From the entries below, copy out every line with "format" in it.

START INPUT RECORDS

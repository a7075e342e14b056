use boreas_core::AppError;
use sqlx::PgPool;
use sqlx::postgres::PgPoolOptions;

use crate::config::DatabaseConfig;
use crate::coordination::PgCoordination;
use crate::draft_repository::DraftRepository;
use crate::run_repository::RunRepository;
use crate::source_repository::SourceRepository;

/// Central database facade — owns the connection pool, runs migrations,
/// and vends repository instances.
#[derive(Clone)]
pub struct Database {
    pool: PgPool,
}

impl Database {
    /// Connect to PostgreSQL with the given configuration.
    pub async fn connect(config: &DatabaseConfig) -> Result<Self, AppError> {
        let pool = PgPoolOptions::new()
            .max_connections(config.max_connections)
            .connect(&config.url)
            .await
            .map_err(|e| AppError::DatabaseError(format!("Failed to connect: {e}")))?;

        Ok(Self { pool })
    }

    /// Create a `Database` from an existing pool (useful for testing).
    pub fn from_pool(pool: PgPool) -> Self {
        Self { pool }
    }

    /// Run all pending migrations.
    pub async fn migrate(&self) -> Result<(), AppError> {
        sqlx::migrate!("../../migrations")
            .run(&self.pool)
            .await
            .map_err(|e| AppError::DatabaseError(format!("Migration failed: {e}")))?;
        Ok(())
    }

    pub fn source_repo(&self) -> SourceRepository {
        SourceRepository::new(self.pool.clone())
    }

    pub fn draft_repo(&self) -> DraftRepository {
        DraftRepository::new(self.pool.clone())
    }

    pub fn run_repo(&self) -> RunRepository {
        RunRepository::new(self.pool.clone())
    }

    /// Shared-store coordination backend for multi-instance deployments.
    pub fn coordination(
        &self,
        breaker: boreas_core::config::BreakerConfig,
        queue: boreas_core::config::QueueConfig,
    ) -> PgCoordination {
        PgCoordination::new(self.pool.clone(), breaker, queue)
    }

    /// Get a reference to the underlying pool.
    pub fn pool(&self) -> &PgPool {
        &self.pool
    }
}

END INPUT RECORDS

REPLY TO THE EXERCISE >>
            .map_err(|e| AppError::DatabaseError(format!("Failed to connect: {e}")))?;
            .map_err(|e| AppError::DatabaseError(format!("Migration failed: {e}")))?;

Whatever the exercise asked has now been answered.